While THR is primarily done to alleviate patients’ suffering due to pain, many now find it unacceptable to have such unwanted complications as LLD. Three of our patients rated their THR as completely unsatisfactory (0 on a VAS), attributed solely to ongoing problems with LLD. It is unclear why some patients are able to tolerate a symptomatic LLD and others find the symptoms unbearable despite relatively small true LLD.
From our survey, we have found that approximately 1.8% of our patients require shoe raises for symptomatic LLD following primary THR. Women more commonly require a shoe raise than men. The mean BMI of these patients falls within the normal range. This information could be important with regards to obtaining informed consent prior to elective THR.
We also found that two-thirds of those prescribed shoe raises were still wearing them, with almost 90% of these patients wearing them almost all of the time. More than half of our patients also reported that they found the shoe raise quite helpful in treating their LLD. A small number of patients (about 10%) who were initially referred for shoe raises had stopped using them because the problem had corrected itself. This is a much lower figure than that quoted in the literature, but this is probably due to the fact that our investigation was designed around symptomatic LLD following THR.

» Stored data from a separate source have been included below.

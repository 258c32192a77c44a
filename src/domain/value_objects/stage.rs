//! Pipeline stage value object
//!
//! Every error and warning is attributed to the stage that produced it, so
//! the operator never sees a bare "deploy failed".

use std::fmt;

use serde::Serialize;

#[derive(Debug, Clone, Copy, PartialEq, Eq, Hash, Serialize)]
#[serde(rename_all = "snake_case")]
pub enum Stage {
    Resolve,
    Connect,
    Lock,
    Backup,
    Transfer,
    Build,
    Classify,
    Migrate,
    Containers,
    Health,
    LocalRun,
}

impl Stage {
    pub fn as_str(&self) -> &'static str {
        match self {
            Stage::Resolve => "resolve",
            Stage::Connect => "connect",
            Stage::Lock => "lock",
            Stage::Backup => "backup",
            Stage::Transfer => "transfer",
            Stage::Build => "build",
            Stage::Classify => "classify",
            Stage::Migrate => "migrate",
            Stage::Containers => "containers",
            Stage::Health => "health",
            Stage::LocalRun => "local-run",
        }
    }

    /// Human-readable label used in stage headers.
    pub fn label(&self) -> &'static str {
        match self {
            Stage::Resolve => "Resolving environment",
            Stage::Connect => "Checking connectivity",
            Stage::Lock => "Acquiring deploy lock",
            Stage::Backup => "Creating backup",
            Stage::Transfer => "Transferring files",
            Stage::Build => "Building image",
            Stage::Classify => "Inspecting database",
            Stage::Migrate => "Applying migrations",
            Stage::Containers => "Replacing containers",
            Stage::Health => "Verifying health",
            Stage::LocalRun => "Starting local environment",
        }
    }
}

impl fmt::Display for Stage {
    fn fmt(&self, f: &mut fmt::Formatter<'_>) -> fmt::Result {
        f.write_str(self.as_str())
    }
}
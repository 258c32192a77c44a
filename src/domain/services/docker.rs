//! Container runtime command lines
//!
//! Builds the docker invocations issued over the remote shell. Nothing here
//! executes anything.

use crate::domain::entities::{ContainerSpec, Privilege};
use crate::domain::services::shell::quote;

#[derive(Debug, Clone, Copy, PartialEq, Eq)]
pub struct DockerCommands {
    privilege: Privilege,
}

impl DockerCommands {
    pub fn new(privilege: Privilege) -> Self {
        Self { privilege }
    }

    fn bin(&self) -> &'static str {
        match self.privilege {
            Privilege::User => "docker",
            Privilege::Sudo => "sudo docker",
        }
    }

    pub fn build(&self, context_dir: &str, tag: &str) -> String {
        format!("cd {} && {} build -t {} .", quote(context_dir), self.bin(), quote(tag))
    }

    /// Throwaway container on the host network with the remote env file.
    ///
    /// `command` is passed through unquoted so configured commands keep
    /// their arguments.
    pub fn run_once(&self, image: &str, env_file: &str, command: &str) -> String {
        format!(
            "{} run --rm --network host --env-file {} {} {}",
            self.bin(),
            quote(env_file),
            quote(image),
            command
        )
    }

    pub fn volume_inspect(&self, name: &str) -> String {
        format!("{} volume inspect {} >/dev/null 2>&1", self.bin(), quote(name))
    }

    pub fn volume_create(&self, name: &str) -> String {
        format!("{} volume create {}", self.bin(), quote(name))
    }

    pub fn container_inspect(&self, name: &str) -> String {
        format!("{} container inspect {} >/dev/null 2>&1", self.bin(), quote(name))
    }

    pub fn stop(&self, name: &str) -> String {
        format!("{} stop {}", self.bin(), quote(name))
    }

    pub fn remove(&self, name: &str) -> String {
        format!("{} rm {}", self.bin(), quote(name))
    }

    pub fn run_detached(&self, spec: &ContainerSpec) -> String {
        let mut parts = vec![
            format!("{} run -d", self.bin()),
            format!("--name {}", quote(&spec.name)),
            format!("--restart {}", spec.restart),
        ];
        for (host, container) in &spec.ports {
            parts.push(format!("-p {}:{}", host, container));
        }
        if let Some(env_file) = &spec.env_file {
            parts.push(format!("--env-file {}", quote(env_file)));
        }
        for mount in &spec.volumes {
            parts.push(format!("-v {}", quote(&format!("{}:{}", mount.volume, mount.target))));
        }
        for bind in &spec.binds {
            parts.push(format!("-v {}", quote(&format!("{}:{}", bind.source, bind.target))));
        }
        parts.push(quote(&spec.image));
        parts.join(" ")
    }

    pub fn logs(&self, name: &str, tail: usize) -> String {
        format!("{} logs --tail {} {}", self.bin(), tail, quote(name))
    }

    /// Throwaway container that writes `volume` as a tar archive into
    /// `<out_dir>/<archive>`.
    pub fn archive_volume(&self, volume: &str, out_dir: &str, archive: &str) -> String {
        format!(
            "{} run --rm -v {} -v {} alpine tar czf {} -C /source .",
            self.bin(),
            quote(&format!("{}:/source:ro", volume)),
            quote(&format!("{}:/backup", out_dir)),
            quote(&format!("/backup/{}", archive))
        )
    }
}
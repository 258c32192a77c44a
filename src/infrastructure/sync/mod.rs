//! Transfer Strategy Implementations
//!
//! Concrete implementations of the `TransferStrategy` port:
//! - `RsyncTransfer`: incremental transfer of the planned file list (preferred)
//! - `ScpTransfer`: staged full copy (fallback when rsync is not installed)
//!
//! Both push only what `PushRequest::admitted` lets through and neither
//! deletes anything on the remote side. Stale files under mirrored
//! directories are removed afterwards by the transfer stage, which never
//! touches excluded paths such as `static/`.

mod rsync;
mod scp;

pub use rsync::RsyncTransfer;
pub use scp::ScpTransfer;

use std::collections::BTreeSet;
use std::path::{Path, PathBuf};
use std::process::{Command, Stdio};

use crate::domain::ports::{TransferError, TransferStrategy};
use crate::domain::services::shell::quote;
use crate::domain::value_objects::SshEndpoint;

/// Strategies in order of preference.
pub fn default_strategies() -> Vec<Box<dyn TransferStrategy>> {
    vec![Box::new(RsyncTransfer), Box::new(ScpTransfer)]
}

/// Detect and return the best available transfer strategy
pub fn detect_strategy() -> Option<Box<dyn TransferStrategy>> {
    default_strategies().into_iter().find(|s| s.is_available())
}

/// Remote join of `remote_root` and a relative path.
pub(crate) fn remote_join(remote_root: &str, rel: &Path) -> String {
    let base = remote_root.trim_end_matches('/');
    let rel = rel.to_string_lossy();
    if rel.is_empty() {
        base.to_string()
    } else {
        format!("{}/{}", base, rel)
    }
}

/// Parent directories of `destinations`, relative to the remote root.
pub(crate) fn parent_dirs<'a>(destinations: impl IntoIterator<Item = &'a Path>) -> BTreeSet<PathBuf> {
    destinations
        .into_iter()
        .filter_map(|p| p.parent())
        .filter(|p| !p.as_os_str().is_empty())
        .map(Path::to_path_buf)
        .collect()
}

/// Create the remote root and `dirs` below it with one ssh call.
pub(crate) fn create_remote_dirs(
    endpoint: &SshEndpoint,
    remote_root: &str,
    dirs: &BTreeSet<PathBuf>,
) -> Result<(), TransferError> {
    let mut paths = vec![quote(remote_root)];
    paths.extend(dirs.iter().map(|d| quote(&remote_join(remote_root, d))));

    let output = Command::new("ssh")
        .args(endpoint.ssh_args())
        .arg(endpoint.destination())
        .arg("--")
        .arg(format!("mkdir -p {}", paths.join(" ")))
        .stdin(Stdio::null())
        .stdout(Stdio::null())
        .stderr(Stdio::piped())
        .output()
        .map_err(|e| TransferError::CommandFailed(format!("ssh: {}", e)))?;

    if !output.status.success() {
        return Err(TransferError::CommandFailed(format!(
            "failed to create remote directories: {}",
            last_line(&output.stderr)
        )));
    }
    Ok(())
}

/// Last non-empty line of a tool's stderr.
pub(crate) fn last_line(stderr: &[u8]) -> String {
    String::from_utf8_lossy(stderr)
        .lines()
        .rev()
        .map(str::trim)
        .find(|l| !l.is_empty())
        .unwrap_or("no output")
        .to_string()
}

/// Whether `program` can be spawned at all.
pub(crate) fn can_spawn(program: &str, args: &[&str]) -> bool {
    Command::new(program)
        .args(args)
        .stdout(Stdio::null())
        .stderr(Stdio::null())
        .status()
        .is_ok()
}
//! Transfer fingerprint value object
//!
//! A SHA-256 over every planned (destination, content) pair. Two runs that
//! push identical trees report the same fingerprint.

use std::fmt;

use sha2::{Digest, Sha256};

#[derive(Debug, Clone, PartialEq, Eq, Hash)]
pub struct Fingerprint(String);

impl Fingerprint {
    pub const PREFIX: &'static str = "sha256:";

    pub fn as_str(&self) -> &str {
        &self.0
    }

    /// First 12 hex characters, for log lines.
    pub fn short(&self) -> &str {
        let hex = self.0.strip_prefix(Self::PREFIX).unwrap_or(&self.0);
        &hex[..hex.len().min(12)]
    }
}

impl fmt::Display for Fingerprint {
    fn fmt(&self, f: &mut fmt::Formatter<'_>) -> fmt::Result {
        f.write_str(&self.0)
    }
}

/// Incremental builder; feed entries in a stable order.
#[derive(Default)]
pub struct FingerprintBuilder {
    hasher: Sha256,
}

impl FingerprintBuilder {
    pub fn new() -> Self {
        Self::default()
    }

    pub fn add(&mut self, name: &str, content: &[u8]) {
        self.hasher.update(name.as_bytes());
        self.hasher.update([0u8]);
        self.hasher.update((content.len() as u64).to_le_bytes());
        self.hasher.update(content);
    }

    pub fn finish(self) -> Fingerprint {
        Fingerprint(format!("{}{:x}", Fingerprint::PREFIX, self.hasher.finalize()))
    }
}
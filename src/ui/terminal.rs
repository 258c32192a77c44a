//! What the attached terminal can render and whether a human is at it.

use is_terminal::IsTerminal;

#[derive(Debug, Clone, Copy, PartialEq, Eq)]
pub struct TerminalCapabilities {
    pub is_tty: bool,
    pub stdin_is_tty: bool,
    pub supports_color: bool,
    pub supports_unicode: bool,
    pub is_ci: bool,
}

pub fn detect_capabilities() -> TerminalCapabilities {
    detect_capabilities_impl(
        |key| std::env::var(key).ok(),
        std::io::stdout().is_terminal(),
        std::io::stdin().is_terminal(),
    )
}

fn detect_capabilities_impl(
    get_env: impl Fn(&str) -> Option<String>,
    is_tty: bool,
    stdin_is_tty: bool,
) -> TerminalCapabilities {
    let term = get_env("TERM").unwrap_or_default();
    let term_is_dumb = term.eq_ignore_ascii_case("dumb");

    let no_color = get_env("NO_COLOR").is_some();
    let is_ci = is_ci_env(&get_env);

    TerminalCapabilities {
        is_tty,
        stdin_is_tty,
        supports_color: is_tty && !term_is_dumb && !no_color,
        supports_unicode: !term_is_dumb && unicode_locale(&get_env),
        is_ci,
    }
}

/// Runners that set one of these get plain, non-interactive output
const CI_MARKERS: &[&str] = &["CI", "GITHUB_ACTIONS", "GITLAB_CI", "JENKINS_HOME", "BUILDKITE"];

fn is_ci_env(get_env: &impl Fn(&str) -> Option<String>) -> bool {
    CI_MARKERS.iter().any(|k| get_env(k).is_some())
}

/// First locale variable that is set decides; none set means UTF-8
fn unicode_locale(get_env: &impl Fn(&str) -> Option<String>) -> bool {
    ["LC_ALL", "LC_CTYPE", "LANG"]
        .iter()
        .find_map(|k| get_env(k))
        .map(|locale| {
            let locale = locale.to_ascii_lowercase();
            locale.contains("utf-8") || locale.contains("utf8")
        })
        .unwrap_or(true)
}
//! Environment resolution
//!
//! Turns an environment name plus loaded configuration into either a local
//! run or a complete `EnvironmentProfile`. Every precondition that can be
//! checked without touching the network is checked here.

use std::path::{Path, PathBuf};

use crate::config::Config;
use crate::domain::entities::{EnvironmentProfile, Privilege};
use crate::domain::value_objects::Environment;
use crate::error::{DeployError, DeployResult};

/// Development is handed to a local command instead of being deployed.
#[derive(Debug, Clone, PartialEq, Eq)]
pub struct LocalRun {
    pub command: String,
}

#[derive(Debug, Clone, PartialEq, Eq)]
pub enum Resolution {
    Local(LocalRun),
    Remote(EnvironmentProfile),
}

/// Resolve `environment` against `config`.
///
/// Remote environments need `host`, `user`, `ssh_key` and `remote_dir`;
/// every missing one is reported at once. The ssh key must exist locally.
pub fn resolve(config: &Config, environment: Environment, project_root: &Path) -> DeployResult<Resolution> {
    if !environment.is_remote() {
        return Ok(Resolution::Local(LocalRun {
            command: config.development.run_command.clone(),
        }));
    }

    let profile = resolve_profile(config, environment, project_root)?;
    if !profile.ssh_key.is_file() {
        return Err(DeployError::MissingCredential {
            environment,
            path: profile.ssh_key.clone(),
        });
    }
    Ok(Resolution::Remote(profile))
}

/// Build the profile without checking the ssh key (used by `plan`).
pub fn resolve_profile(
    config: &Config,
    environment: Environment,
    project_root: &Path,
) -> DeployResult<EnvironmentProfile> {
    let section = config.environment(environment).cloned().unwrap_or_default();

    let mut missing = Vec::new();
    let host = non_empty(section.host, "host", &mut missing);
    let user = non_empty(section.user, "user", &mut missing);
    let remote_dir = non_empty(section.remote_dir, "remote_dir", &mut missing);
    let ssh_key = section.ssh_key.filter(|p| !p.as_os_str().is_empty());
    if ssh_key.is_none() {
        missing.push("ssh_key".to_string());
    }
    missing.sort();

    let (Some(host), Some(user), Some(remote_dir), Some(ssh_key), true) =
        (host, user, remote_dir, ssh_key, missing.is_empty())
    else {
        return Err(DeployError::IncompleteConfiguration {
            environment,
            missing,
        });
    };

    if !remote_dir.starts_with('/') || remote_dir.trim_end_matches('/').is_empty() {
        return Err(DeployError::IncompleteConfiguration {
            environment,
            missing: vec![format!("remote_dir (absolute, not '/': got '{}')", remote_dir)],
        });
    }

    Ok(EnvironmentProfile {
        environment,
        host,
        user,
        ssh_key: expand_path(&ssh_key, project_root),
        ssh_port: section.ssh_port.unwrap_or(22),
        remote_dir: remote_dir.trim_end_matches('/').to_string(),
        app_port: section.app_port.unwrap_or(config.containers.app_container_port),
        cache_port: section
            .cache_port
            .unwrap_or(config.containers.cache_container_port),
        image_tag: section
            .image_tag
            .unwrap_or_else(|| format!("{}:{}", config.containers.app_name, environment)),
        privilege: if section.sudo.unwrap_or(false) {
            Privilege::Sudo
        } else {
            Privilege::User
        },
        env_file: section
            .env_file
            .unwrap_or_else(|| PathBuf::from(format!(".env.{}", environment))),
        health_path: section.health_path.unwrap_or_else(|| "/health".to_string()),
        backup_before_deploy: section
            .backup_before_deploy
            .unwrap_or_else(|| environment.backs_up_by_default()),
    })
}

fn non_empty(value: Option<String>, name: &str, missing: &mut Vec<String>) -> Option<String> {
    match value.map(|v| v.trim().to_string()).filter(|v| !v.is_empty()) {
        Some(v) => Some(v),
        None => {
            missing.push(name.to_string());
            None
        }
    }
}

/// Expand `~/` and anchor relative paths at the project root.
pub fn expand_path(path: &Path, project_root: &Path) -> PathBuf {
    if let Ok(rest) = path.strip_prefix("~") {
        if let Some(home) = dirs::home_dir() {
            return home.join(rest);
        }
    }
    if path.is_absolute() {
        path.to_path_buf()
    } else {
        project_root.join(path)
    }
}
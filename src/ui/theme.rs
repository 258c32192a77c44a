use crossterm::style::{Color, Stylize};

/// Design tokens for the campaign-deploy CLI.
///
/// Design constraints:
/// - Only 5 semantic colors (`colors::*`)
/// - All icons and log prefixes must be sourced from this module
pub mod colors {
    use super::Color;

    /// #22C55E
    pub const SUCCESS: Color = Color::Green;
    /// #EF4444
    pub const ERROR: Color = Color::Red;
    /// #F59E0B
    pub const WARNING: Color = Color::Yellow;
    /// #06B6D4
    pub const INFO: Color = Color::Cyan;
    /// #6B7280
    pub const DIM: Color = Color::DarkGrey;
}

pub mod icons {
    pub const SUCCESS: &str = "✓";
    pub const ERROR: &str = "✗";
    pub const WARNING: &str = "⚠";
    pub const PROGRESS: &str = "●";
    pub const ARROW: &str = "↳";
}

pub mod icons_ascii {
    pub const SUCCESS: &str = "[OK]";
    pub const ERROR: &str = "[FAIL]";
    pub const WARNING: &str = "[WARN]";
    pub const PROGRESS: &str = "[..]";
    pub const ARROW: &str = "->";
}

/// Severity of one log line.
#[derive(Debug, Clone, Copy, PartialEq, Eq)]
pub enum Level {
    Info,
    Success,
    Warning,
    Error,
    Dim,
}

impl Level {
    pub fn color(&self) -> Color {
        match self {
            Level::Info => colors::INFO,
            Level::Success => colors::SUCCESS,
            Level::Warning => colors::WARNING,
            Level::Error => colors::ERROR,
            Level::Dim => colors::DIM,
        }
    }

    /// Fixed-width prefix so messages line up.
    pub fn prefix(&self) -> &'static str {
        match self {
            Level::Info => "INFO ",
            Level::Success => "OK   ",
            Level::Warning => "WARN ",
            Level::Error => "ERROR",
            Level::Dim => "     ",
        }
    }

    pub fn icon(&self, unicode: bool) -> &'static str {
        match (unicode, self) {
            (true, Level::Success) => icons::SUCCESS,
            (true, Level::Warning) => icons::WARNING,
            (true, Level::Error) => icons::ERROR,
            (true, Level::Info) => icons::PROGRESS,
            (true, Level::Dim) => icons::ARROW,
            (false, Level::Success) => icons_ascii::SUCCESS,
            (false, Level::Warning) => icons_ascii::WARNING,
            (false, Level::Error) => icons_ascii::ERROR,
            (false, Level::Info) => icons_ascii::PROGRESS,
            (false, Level::Dim) => icons_ascii::ARROW,
        }
    }
}

/// Apply `color` to `text` when color output is enabled.
pub fn paint(text: &str, color: Color, enabled: bool) -> String {
    if enabled {
        text.with(color).to_string()
    } else {
        text.to_string()
    }
}

/// Same as `paint`, bold.
pub fn paint_bold(text: &str, color: Color, enabled: bool) -> String {
    if enabled {
        text.with(color).bold().to_string()
    } else {
        text.to_string()
    }
}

Our survey revealed the mean LLD to be 15mm (6 – 35mm). This was as measured by the Orthotist using blocks. We have been unable to include LLD measurements by clinicians as many were not documented in the referral forms. In the general population, it has been found that LLD up to 2cm were common and asymptomatic. Following THA, however, LLD as small as 6mm (as corroborated in our survey) could become symptomatic . Williamson and Reckling noted that lengthening occurred more often than shortening .
Radiographic measurements of leg-length inequality have been found to correlate poorly with clinical measurements [15, 22]. We did measure radiographic LLD in our patients. This was performed using Antero-Posterior (AP) pelvic radiographs. Pre- and Post-operative radiographs were used. The radiographs were viewed and measurements made on a diagnostic PACS workstation (GE Centricity, GE Healthcare, Slough UK) using 2K high resolution monitors by two of the authors (BA and HWJ). The radiographs were calibrated using the diameter of the prosthetic femoral head. Radiological leg length measurement was determined by measuring the distance from the superior margin of the lesser trochanter to the inter-teardrop line. All measurements were recorded to the nearest millimetre. We found the radiologic LLD to be a mean of 11mm (1 – 40mm). We are however unable to deduce much from these measurements as many of the radiographs were not of suitable quality, as would be expected from a retrospective study.
In conclusion we have found that 1.8% of our patients required an orthosis for symptomatic LLD following primary THR. Problems associated with symptomatic LLD include back pain; walking difficulties; need to adjust trouser length; limp; and pressure on the other hip. 52% of patients find wearing their orthotic appliances tolerable and most (68%) were still satisfied with their THR despite a symptomatic LLD. A small number of patients (< 1%) were extremely unsatisfied with their THR as a result of having a LLD. While we agree that preventing LLD is what we should aim for as Orthopaedic surgeons, we have been able to show that in those individuals who develop a symptomatic LLD, the use of shoe raises offers some respite. Currently, the aetiology of functional LLD is poorly understood. More research is required into this aspect of LLD to enable a better approach to management.